* To do *
For the entries below, the result should be an exact transcription of the lines from the one with "axum::serve(listener, spendsense_extractor::router()).await?;" up to and including the one with "for group in", and only those.
___ Data to examine
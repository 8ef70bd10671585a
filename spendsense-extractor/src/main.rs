use anyhow::Result;
use tracing::info;
use tracing_subscriber::EnvFilter;

#[tokio::main]
async fn main() -> Result<()> {
    dotenvy::dotenv().ok();
    tracing_subscriber::fmt()
        .with_env_filter(EnvFilter::try_from_default_env().unwrap_or_else(|_| "info".into()))
        .init();

    let addr = std::env::var("SPENDSENSE_EXTRACTOR_ADDR")
        .unwrap_or_else(|_| "0.0.0.0:8788".to_string());
    let listener = tokio::net::TcpListener::bind(&addr).await?;
    info!("extraction function listening on {addr}");
    axum::serve(listener, spendsense_extractor::router()).await?;

    Ok(())
}
//! Terminal dashboard: totals, running-balance sparkline, income/expense
//! split, top expenses, and the per-statement listing.

use anyhow::Result;

use spendsense_core::{ParseState, present, aggregate, timeline};

use crate::state;
use crate::store::StatementStore;

const SPARK_LEVELS: &[char] = &['▁', '▂', '▃', '▄', '▅', '▆', '▇', '█'];
const BAR_WIDTH: usize = 24;

pub fn run_dashboard(show_transactions: bool) -> Result<()> {
    let store = StatementStore::load(state::statements_path()?)?;
    let groups = store.groups();
    let snap = aggregate(&groups);

    if snap.running_balance.is_empty() {
        println!("No parsed transactions available. Ingest statements to see insights.");
        if groups.is_empty() {
            return Ok(());
        }
        println!();
    } else {
        println!("Balance: ${:.2}", snap.total_signed);
        println!("{}\n", sparkline(&snap.running_balance));

        let (inc_pct, exp_pct) =
            present::income_expense_split(snap.total_income, snap.total_expenses);
        println!(
            "Income ${:.2} ({inc_pct}%)  |  Expenses ${:.2} ({exp_pct}%)",
            snap.total_income, snap.total_expenses
        );
        println!("Biggest expense: ${:.2}\n", snap.biggest_expense);
    }

    if !snap.top_expenses.is_empty() {
        println!("Top expenses:");
        let fractions = present::bar_fractions(&snap.top_expenses);
        for (bucket, frac) in snap.top_expenses.iter().zip(fractions) {
            let width = ((frac * BAR_WIDTH as f64).round() as usize).max(1);
            println!(
                "  {:<28} {:<width$} ${:.2}",
                truncate(&bucket.description, 28),
                "█".repeat(width),
                bucket.amount,
                width = BAR_WIDTH,
            );
        }
        println!();
    }

    println!("Statements:");
    for group in &groups {
        match &group.parsed {
            ParseState::Parsed(entries) => {
                println!("  {} ({} entries)", group.statement_name, entries.len())
            }
            ParseState::NotRun => println!("  {} (no parsed data)", group.statement_name),
        }
    }

    if show_transactions {
        println!("\nTransactions:");
        for e in timeline(&groups) {
            let sign = if e.is_expense { "-" } else { "+" };
            println!(
                "  {:<12} {sign}${:<10.2} {:<32} [{}]",
                e.date,
                e.value,
                truncate(&e.description, 32),
                e.statement_name
            );
        }
    }

    Ok(())
}

/// Render the running balance as a one-line unicode sparkline.
fn sparkline(series: &[f64]) -> String {
    let height = (SPARK_LEVELS.len() - 1) as f64;
    let width = series.len().saturating_sub(1).max(1) as f64;
    present::sparkline_points(series, width, height)
        .iter()
        .map(|&(_, y)| {
            // Points put y=0 at the top; flip back into a level index.
            let level = (height - y).round().clamp(0.0, height) as usize;
            SPARK_LEVELS[level]
        })
        .collect()
}

fn truncate(s: &str, max: usize) -> String {
    if s.chars().count() <= max {
        s.to_string()
    } else {
        let cut: String = s.chars().take(max.saturating_sub(1)).collect();
        format!("{cut}…")
    }
}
______
* Result of this exercise *
    axum::serve(listener, spendsense_extractor::router()).await?;

    Ok(())
}
//! Terminal dashboard: totals, running-balance sparkline, income/expense
//! split, top expenses, and the per-statement listing.

use anyhow::Result;

use spendsense_core::{ParseState, present, aggregate, timeline};

use crate::state;
use crate::store::StatementStore;

const SPARK_LEVELS: &[char] = &['▁', '▂', '▃', '▄', '▅', '▆', '▇', '█'];
const BAR_WIDTH: usize = 24;

pub fn run_dashboard(show_transactions: bool) -> Result<()> {
    let store = StatementStore::load(state::statements_path()?)?;
    let groups = store.groups();
    let snap = aggregate(&groups);

    if snap.running_balance.is_empty() {
        println!("No parsed transactions available. Ingest statements to see insights.");
        if groups.is_empty() {
            return Ok(());
        }
        println!();
    } else {
        println!("Balance: ${:.2}", snap.total_signed);
        println!("{}\n", sparkline(&snap.running_balance));

        let (inc_pct, exp_pct) =
            present::income_expense_split(snap.total_income, snap.total_expenses);
        println!(
            "Income ${:.2} ({inc_pct}%)  |  Expenses ${:.2} ({exp_pct}%)",
            snap.total_income, snap.total_expenses
        );
        println!("Biggest expense: ${:.2}\n", snap.biggest_expense);
    }

    if !snap.top_expenses.is_empty() {
        println!("Top expenses:");
        let fractions = present::bar_fractions(&snap.top_expenses);
        for (bucket, frac) in snap.top_expenses.iter().zip(fractions) {
            let width = ((frac * BAR_WIDTH as f64).round() as usize).max(1);
            println!(
                "  {:<28} {:<width$} ${:.2}",
                truncate(&bucket.description, 28),
                "█".repeat(width),
                bucket.amount,
                width = BAR_WIDTH,
            );
        }
        println!();
    }

    println!("Statements:");
    for group in &groups {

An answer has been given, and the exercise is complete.